By FRED LINCK
The author gave the following speech at a rally at the capitol building in Hartford, Conn., as part of the worldwide Climate Strike on Sept. 20.
My name is Fred Linck, I am a member of 350CT, and the Connecticut Peace and solidarity Coalition.
The antiwar movement and the climate movement are unequivocally linked; there is no way to stop climate change without shutting down America’s imperialism. When corporations make billions off a war that the government lied to get us into, solely to control a resource that is killing us, we know we must shut down this insane system that profits from death and destruction.
Over 700,000 Iraqis died in the war and almost 5000 American service members. For what? So that oil companies could have easy access to Iraqi oil fields, to control a resource that every climate action plan shows without a doubt we must stop using as soon as possible.
Did we learn nothing from what the government is doing? Still the war drums beat, trying to get the American people behind more resource wars. They tell us we have to go and fight tyranny in Iran and Venezuela, just like they told us we had to fight for democracy in Iraq. These are two more nations America’s corporations have set their sights on, and for one reason: They want control of the oil.
We must say hands off Iran, and hands off Venezuela. American intervention has no role in making anyone’s lives better, and will in time close the window for human life to be viable on this planet.
Right now, the military is estimated to spend $956 billion for 2019. What do they do with this ridiculous pile of money? Does it benefit us in anyway whatsoever? Of course it does not; they use it to bomb Iraq, Libya, Syria, Afghanistan, Yemen, Palestine. They use it to attack targets with drones throughout Africa. They use it to make elaborate death machines that kill workers around the world.
The U.S. Department of Defense has a larger annual carbon footprint than most countries on earth.
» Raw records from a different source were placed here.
//! One-shot drafting CLI.
//!
//! ```text
//! patternkit "<garment description>" <brand> [fit] [gravity] [distortion]
//!     [--page a4|letter] [--out DIR]
//! ```
//!
//! Drafts the garment once and writes `<style>.dxf` and `<style>.pdf`
//! next to each other. Brands: `atelier` (angular), `flux` (organic).

use std::path::PathBuf;

use anyhow::{anyhow, bail, Context, Result};
use tracing::info;

use patternkit::{
    assemble, init_logging, write_dxf, write_tiled_pdf, BrandStyle, DesignParameters, PageFormat,
};

struct Args {
    garment: String,
    brand: BrandStyle,
    params: DesignParameters,
    page: PageFormat,
    out_dir: PathBuf,
}

fn parse_args() -> Result<Args> {
    let mut positional: Vec<String> = Vec::new();
    let mut page = PageFormat::A4;
    let mut out_dir = PathBuf::from(".");

    let mut args = std::env::args().skip(1);
    while let Some(arg) = args.next() {
        match arg.as_str() {
            "--page" => {
                let value = args.next().ok_or_else(|| anyhow!("--page needs a value"))?;
                page = PageFormat::parse(&value)
                    .ok_or_else(|| anyhow!("unknown page format '{}' (a4, letter)", value))?;
            }
            "--out" => {
                let value = args.next().ok_or_else(|| anyhow!("--out needs a value"))?;
                out_dir = PathBuf::from(value);
            }
            "--help" | "-h" => {
                print_usage();
                std::process::exit(0);
            }
            _ => positional.push(arg),
        }
    }

    if positional.is_empty() {
        print_usage();
        bail!("missing garment description");
    }
    let garment = positional[0].clone();
    let brand = match positional.get(1) {
        Some(s) => BrandStyle::parse(s)
            .ok_or_else(|| anyhow!("unknown brand '{}' (atelier, flux)", s))?,
        None => BrandStyle::Atelier,
    };

    let slider = |index: usize, default: f64| -> Result<f64> {
        match positional.get(index) {
            Some(s) => s
                .parse::<f64>()
                .with_context(|| format!("invalid slider value '{}'", s)),
            None => Ok(default),
        }
    };
    let params = DesignParameters::new(slider(2, 50.0)?, slider(3, 0.0)?, slider(4, 0.0)?);

    Ok(Args {
        garment,
        brand,
        params,
        page,
        out_dir,
    })
}

fn print_usage() {
    eprintln!(
        "usage: patternkit \"<garment description>\" [atelier|flux] \
         [fit 0-100] [gravity 0-100] [distortion 0-100] [--page a4|letter] [--out DIR]"
    );
}

fn main() -> Result<()> {
    init_logging()?;
    let args = parse_args()?;

    let doc = assemble(&args.garment, args.brand, &args.params)?;
    info!(
        style = %doc.style_name,
        pieces = doc.pieces.len(),
        fabric = %doc.fabric_yield,
        "drafted"
    );

    std::fs::create_dir_all(&args.out_dir)
        .with_context(|| format!("creating output directory {}", args.out_dir.display()))?;

    let dxf_path = write_dxf(&doc, &args.out_dir)?;
    let pdf_path = write_tiled_pdf(&doc, args.page, &args.out_dir)?;
    println!("{}", dxf_path.display());
    println!("{}", pdf_path.display());

    Ok(())
}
The DOD is the largest consumer of fossil-fuel products in the world, and is also the single largest emitter of carbon dioxide. Its most carbon intensive activity is war. Let us not use a code word for that, its most carbon intensive activity is murder.
When I was 17, I joined the United States Marine Corps. I believed I would be part of something greater than myself; that I was going to go to Iraq to bring democracy and freedom to its people. But the promise that I would make a difference, that I would make the world a better place was a lie. This promise of democracy too was a lie.
And its falsehood was crystal clear only a few years later when masses took to the streets to fight for democratic rights all across the Arab world. In that fight, the U.S. government acted to crush the uprisings by any means necessary: whether it meant backing a despot or bombing the country into fragments.
But still, working people in America managed to learn from the revolt across the ocean. Wisconsin workers learned from the Egyptian occupation in Tahrir Square and set up their own occupation at their state capitol. They made signs comparing their governor to the Egyptian dictator and urged supporters to “fight like an Egyptian.” Others inspired by the Arab Spring occupied a park on Wall Street and started a discussion about class that continues to this day. The U.S. did not export democracy to the Arab world. If anything, it was the other way around.
These wars are about defending the interests of the super-rich. They are now and they always have been. They have been about securing the very same resource that is choking our planet—that is reducing our ability to live.
There is no climate plan that does not recognize that our resources can no longer be thrown into weapons of war, that defends the interests of the super rich, the wars that made Halliburton billions of dollars while destroying our environment. There is no climate plan that does not say we need to retool our economy from one that serves the military industrial complex and the wealthy to one that focuses on renewable energy and a green economy.
What could we do with the money they currently spend on death and destruction worldwide? We could:
- Pay to power all households with wind power, free of charge, every year.
- Pay for everyone 18-21 to go to higher education
- Create 1.3 million infrastructure jobs to rapidly move our energy system from fossil fuels to renewable energy sources
- Double the number of public school teachers
- And create an almost 900,000 clean energy jobs
My friends, if we want any of this to happen, then this strike is going to have to get a whole hell of a lot bigger. I am proud of what the Climate mobilization committee has accomplished, but we need to disrupt the status quo. Business as usual is killing us. We must band together and fight—when millions are in the streets, no one can ignore us.
Working people make this whole world run, and working people want a livable earth. When working people come together and decide that things must change, there is nothing that can stop us.
When we fight, we win. And we must fight to survive.